Брюсов направил символистскую лирику и на путь историософии, продолжив тем самым линию Н. В. Гоголя и Ф. И. Тютчева. Воспринимая себя связующим звеном между разными эпохами и культурами, он легко жонглировал ими в доказательство того или иного тезиса. Вот лишь один пример — Египет, сохранивший тайны Атлантиды, в «Городе вод» (1917):

    Был он — как царь над царями. / Всë перед ним было жалко: / Фивы, Мемфис, Вавилон. / <…> // Был — золотой Атлантиды / Остров таинственно-властный, / Ставивший вехи в веках: / Символы числ, пирамиды, — / В Мексике жгуче-прекрасной, / В нильских бесплодных песках.

Попутно отмечу, что перечень городов — тютчевский, из «Урании».

Брюсовское ощущение себя внутри истории и его историософская поэтика были подхвачены и развиты Велимиром Хлебниковым, ср. «Воспоминание» (1915): В моем пере на Миссисипи / Обвенчан старый умный Нил. / Его волну в певучем скрипе / Я эхнатэнственно женил.

На формирование египетского топоса повлияли и два поэта-несимволиста, М. А. Кузмин и И. А. Бунин.
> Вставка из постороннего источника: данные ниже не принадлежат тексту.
//! Internal value representation and the shared flyweights.

use alloc::{string::String, sync::Arc, vec::Vec};

use once_cell::sync::Lazy;

use crate::callable::Callable;
use crate::dynamic::Value;
use crate::kind::DictKind;
use crate::object::ObjectMap;

/// Payload of one value. Exactly one kind at a time.
///
/// Nodes live behind an `Arc` in [`Value`]. A node is never retagged in
/// place: changing kind means installing a different node.
#[derive(Clone)]
pub(crate) enum Node {
    Null,
    Number(f64),
    Integral(i32),
    Bool(bool),
    String(String),
    Bytes(Vec<u8>),
    Array(Vec<Value>),
    Object(ObjectMap),
    Callable(Callable),
}

impl Node {
    #[inline]
    pub(crate) fn kind(&self) -> DictKind {
        match self {
            Node::Null => DictKind::Null,
            Node::Number(_) => DictKind::Number,
            Node::Integral(_) => DictKind::Integral,
            Node::Bool(_) => DictKind::Bool,
            Node::String(_) => DictKind::String,
            Node::Bytes(_) => DictKind::Bytes,
            Node::Array(_) => DictKind::Array,
            Node::Object(_) => DictKind::Object,
            Node::Callable(_) => DictKind::Callable,
        }
    }
}

// Flyweights. Every Null and every boolean in the process points at one of
// these; they are never mutated (copy-on-write detaches first).
static NULL: Lazy<Arc<Node>> = Lazy::new(|| Arc::new(Node::Null));
static TRUE: Lazy<Arc<Node>> = Lazy::new(|| Arc::new(Node::Bool(true)));
static FALSE: Lazy<Arc<Node>> = Lazy::new(|| Arc::new(Node::Bool(false)));

#[inline]
pub(crate) fn null_node() -> Arc<Node> {
    Arc::clone(&*NULL)
}

#[inline]
pub(crate) fn bool_node(value: bool) -> Arc<Node> {
    if value {
        Arc::clone(&*TRUE)
    } else {
        Arc::clone(&*FALSE)
    }
}

/// A fresh, empty node of the given kind.
///
/// Null and Bool reuse the flyweights; Bool starts out `false`.
pub(crate) fn empty_node(kind: DictKind) -> Arc<Node> {
    match kind {
        DictKind::Null => null_node(),
        DictKind::Bool => bool_node(false),
        DictKind::Number => Arc::new(Node::Number(0.0)),
        DictKind::Integral => Arc::new(Node::Integral(0)),
        DictKind::String => Arc::new(Node::String(String::new())),
        DictKind::Bytes => Arc::new(Node::Bytes(Vec::new())),
        DictKind::Array => Arc::new(Node::Array(Vec::new())),
        DictKind::Object => Arc::new(Node::Object(ObjectMap::new())),
        DictKind::Callable => Arc::new(Node::Callable(Callable::null())),
    }
}

/// `true` if `node` is one of the process-wide flyweights.
#[cfg(test)]
pub(crate) fn is_flyweight(node: &Arc<Node>) -> bool {
    Arc::ptr_eq(node, &*NULL) || Arc::ptr_eq(node, &*TRUE) || Arc::ptr_eq(node, &*FALSE)
}

#[cfg(test)]
mod tests {
    use super::*;

    #[test]
    fn test_flyweights_are_shared() {
        assert!(Arc::ptr_eq(&null_node(), &null_node()));
        assert!(Arc::ptr_eq(&bool_node(true), &bool_node(true)));
        assert!(!Arc::ptr_eq(&bool_node(true), &bool_node(false)));
        assert!(is_flyweight(&empty_node(DictKind::Null)));
        assert!(is_flyweight(&empty_node(DictKind::Bool)));
        assert!(!is_flyweight(&empty_node(DictKind::Integral)));
    }

    #[test]
    fn test_empty_node_kinds() {
        for kind in DictKind::ALL {
            assert_eq!(empty_node(kind).kind(), kind);
        }
    }
}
Первый — циклом «Александрийские песни» (наложившим отпечаток на сб. В. Н. Маккавейского «Стилос Александрии», лирику Вагинова и т. д.), стихотворением «Поля, полольщица, поли…» (усвоенным ОБЭРИУтом Даниилом Хармсом в «Небеса свернуться») и т. д. А второй — особой пластикой в передаче Востока, подмеченной Блоком в критических отзывах «О лирике» (1907)1:

    «Мир его — по преимуществу — мир зрительных и слуховых впечатлений и связанных с ними переживаний. За пределы этого мира не выходит и та экзотика, которая присуща восточным стихотворениям Бунина. Это — экзотика красок, сонное упоение гортанными звуками чужих имен и слов…. Читая такие стихотворения, мы признаем, что у Лермонтова был свой Восток, у Полонского — свой и у Бунина — свой; настолько живо, индивидуально и пышно его восприятие»2.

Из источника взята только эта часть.